What? My jaw dropped as I demanded that they explain what then would happen to all of the people out there who had faith based in other religions. The Buddhists? The Hindus? The Jewish people? Muslims? Why didn't the Bible say that there was no condemnation for all the other people of faith who basically believed in God? All of the EE Trained people in the room had fun opening up the scriptures to me and pointing me to the Truth of Jesus Christ. Soon, it became obvious to me that the "unnamed god" who had brought me out of the pit into AA and who had brought me to Bible study was in fact Jesus Himself. I prayed to accept Christ at the end of 1995 and continued to go to Bible Study.

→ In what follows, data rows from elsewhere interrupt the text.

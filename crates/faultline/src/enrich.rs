// Copyright (c) 2025 Geoffrey Huntley <ghuntley@ghuntley.com>. All rights reserved.
// SPDX-License-Identifier: Proprietary

//! Turns faults into fully populated reports.

use faultline_config::AgentConfig;
use faultline_core::{
	parse_stack_trace, timestamp_now, CodeContext, ErrorData, ErrorReport, Exception,
	RejectionReport, ReportMeta, RequestMeta, StackFrame,
};
use futures::future::join_all;
use tracing::trace;

use crate::environment;
use crate::source::SourceReader;

/// Builds reports from faults using the agent configuration.
#[derive(Debug, Clone)]
pub struct Enricher {
	project_id: String,
	include_context: bool,
	context_lines: u32,
	reader: SourceReader,
}

impl Enricher {
	pub fn new(config: &AgentConfig) -> Self {
		Self {
			project_id: config.project_id.clone(),
			include_context: config.include_context,
			context_lines: config.context_lines,
			reader: SourceReader::new(),
		}
	}

	pub async fn enrich_exception(
		&self,
		exception: &Exception,
		handled: bool,
		request: Option<&RequestMeta>,
	) -> ErrorReport {
		let code_contexts = if self.include_context {
			let frames = parse_stack_trace(exception.stack()).unwrap_or_default();
			self.code_contexts(&frames).await
		} else {
			Vec::new()
		};

		trace!(
			fault_id = %exception.id(),
			contexts = code_contexts.len(),
			"enriched exception"
		);

		ErrorReport {
			error: ErrorData {
				name: exception.name().to_string(),
				message: exception.message().to_string(),
				stack: exception.stack().map(str::to_string),
			},
			code_contexts,
			handled,
			timestamp: timestamp_now(),
			project_id: self.project_id.clone(),
			meta: ReportMeta::new(request, environment::collect(request)),
		}
	}

	pub async fn enrich_rejection(
		&self,
		value: serde_json::Value,
		handled: bool,
		request: Option<&RequestMeta>,
	) -> RejectionReport {
		RejectionReport {
			value,
			handled,
			timestamp: timestamp_now(),
			project_id: self.project_id.clone(),
			meta: ReportMeta::new(request, environment::collect(request)),
		}
	}

	/// Read every frame concurrently, keeping the readable ones in frame order.
	async fn code_contexts(&self, frames: &[StackFrame]) -> Vec<CodeContext> {
		let reads = frames
			.iter()
			.map(|frame| self.reader.context_for(frame, self.context_lines));
		join_all(reads).await.into_iter().flatten().collect()
	}
}

#[cfg(test)]
mod tests {
	use super::*;
	use std::io::Write;
	use tempfile::NamedTempFile;

	fn config(include_context: bool) -> AgentConfig {
		AgentConfig::new("proj_enrich", "http://localhost:1", "ft_key")
			.unwrap()
			.with_include_context(include_context)
	}

	fn source_file(lines: usize) -> NamedTempFile {
		let mut file = NamedTempFile::new().unwrap();
		for i in 1..=lines {
			writeln!(file, "fn line_{i}() {{}}").unwrap();
		}
		file
	}

	#[tokio::test]
	async fn contexts_keep_frame_order_and_skip_missing_files() {
		let first = source_file(10);
		let second = source_file(10);
		let stack = format!(
			"Error: boom\n    at handler ({}:2:5)\n    at /nonexistent/faultline/gone.rs:3:1\n    at {}:9:1",
			first.path().display(),
			second.path().display()
		);
		let exception = Exception::new("Error", "boom").with_stack(stack);

		let report = Enricher::new(&config(true))
			.enrich_exception(&exception, false, None)
			.await;

		assert_eq!(report.code_contexts.len(), 2);
		assert_eq!(report.code_contexts[0].file, first.path().display().to_string());
		assert_eq!(report.code_contexts[0].line, 2);
		assert_eq!(report.code_contexts[1].file, second.path().display().to_string());
		assert_eq!(report.code_contexts[1].line, 9);
		assert!(!report.handled);
		assert_eq!(report.project_id, "proj_enrich");
	}

	#[tokio::test]
	async fn context_disabled_skips_reads() {
		let file = source_file(3);
		let exception = Exception::new("Error", "boom")
			.with_stack(format!("Error: boom\n    at {}:1:1", file.path().display()));

		let report = Enricher::new(&config(false))
			.enrich_exception(&exception, true, None)
			.await;

		assert!(report.code_contexts.is_empty());
		assert!(report.error.stack.is_some());
	}

	#[tokio::test]
	async fn exception_without_stack_has_no_contexts() {
		let exception = Exception::new("Error", "no trace");
		let report = Enricher::new(&config(true))
			.enrich_exception(&exception, true, None)
			.await;

		assert!(report.code_contexts.is_empty());
		assert_eq!(report.error.stack, None);
	}

	#[tokio::test]
	async fn rejection_carries_request_meta() {
		let request = RequestMeta::new("GET", "/health").with_ip("192.0.2.4");
		let report = Enricher::new(&config(true))
			.enrich_rejection(serde_json::json!(42), false, Some(&request))
			.await;

		assert_eq!(report.value, serde_json::json!(42));
		assert_eq!(report.meta.method.as_deref(), Some("GET"));
		assert_eq!(report.meta.path.as_deref(), Some("/health"));
		assert_eq!(report.meta.ip.as_deref(), Some("192.0.2.4"));
	}
}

Over time, my mind was being renewed and the Truth of scripture started falling into place in innumerable ways. The people in this Bible Study and what we learned in God’s Word had the most significant impact on my early years walking with Christ. In particular, I remember one evenning a couple of months after I had started attending Bible study, when we were studying John Chapter 3. Just as I was feeling rather confident with my faith and verses 16 - 18, God dropped the bombshell:
John 3:19: "This is the verdict: Light has come into the world, but men loved darkness instead of light because their deeds were evil. 20 Everyone who does evil hates the light, and will not come into the light for fear that his deeds will be exposed. 21 But whoever lives by the truth comes into the light, so that it may be seen plainly that what he has done has been done through God."
This was a huge turning point for me, as I was instantly convicted of a life sin that I still harbored secretly. At that moment, I thought that every single Christian on the planet was glaring at me, as God Himself had somehow told them what was in my heart and then shined a halogen spotlight on me. The Holy Spirit has never been so convicting AND convincing!. Before that, I managed to justify myself quite well, but at that moment, I had nothing. Just a deep sorrow and a spirit of repentence before God and His people. So, I confessed, repented, and believed God's Word. Today, I still go back to this every day that I walk with God - Confess, Repent, and Believe God's Word.
Next to my conversion - placing my trust in Jesus Christ alone for my salvation- the most impactful scripture for me has been Romans 12:1-2 (that's where the subtitle on my blog comes from.)
"Therefore, I urge you, brothers, in view of God's mercy, to offer your bodies as living sacrifices, holy and pleasing to God—this is your spiritual act of worship. Do not conform any longer to the pattern of this world, but be transformed by the renewing of your mind. Then you will be able to test and approve what God's will is—his good, pleasing and perfect will."
In addtion to spending several years attending this Bible Study, the next most significant experience in terms of my faith was learning about reformed theology on the internet. Finding that it seemed to be the closest to what I believed the scriptures teach, I visited a friend’s church that was in the PCA. Before that I had attended a non-denominational, lightly charismatic church and an Arminanian church, where I was well fed and well loved. The thing that brought me to change churches and join the PCA was when the nice Arminian church I attended started teaching EE (Evangelism Explosion). The course content was in direct conflict with the Pastor's view of the order of salvation and the concepts of total depravity and irresistable grace. This was a really big concern for me, given my background and how I came to Christ. Learning about the reformed faith, mostly over the internet, has had a tremendous impact on my decision to belong to the PCA. I am a very firm believer that controvery aside, our denomination's combination of strengths in theology and praxis provide a superb potential for continuing to fulfill the great commission.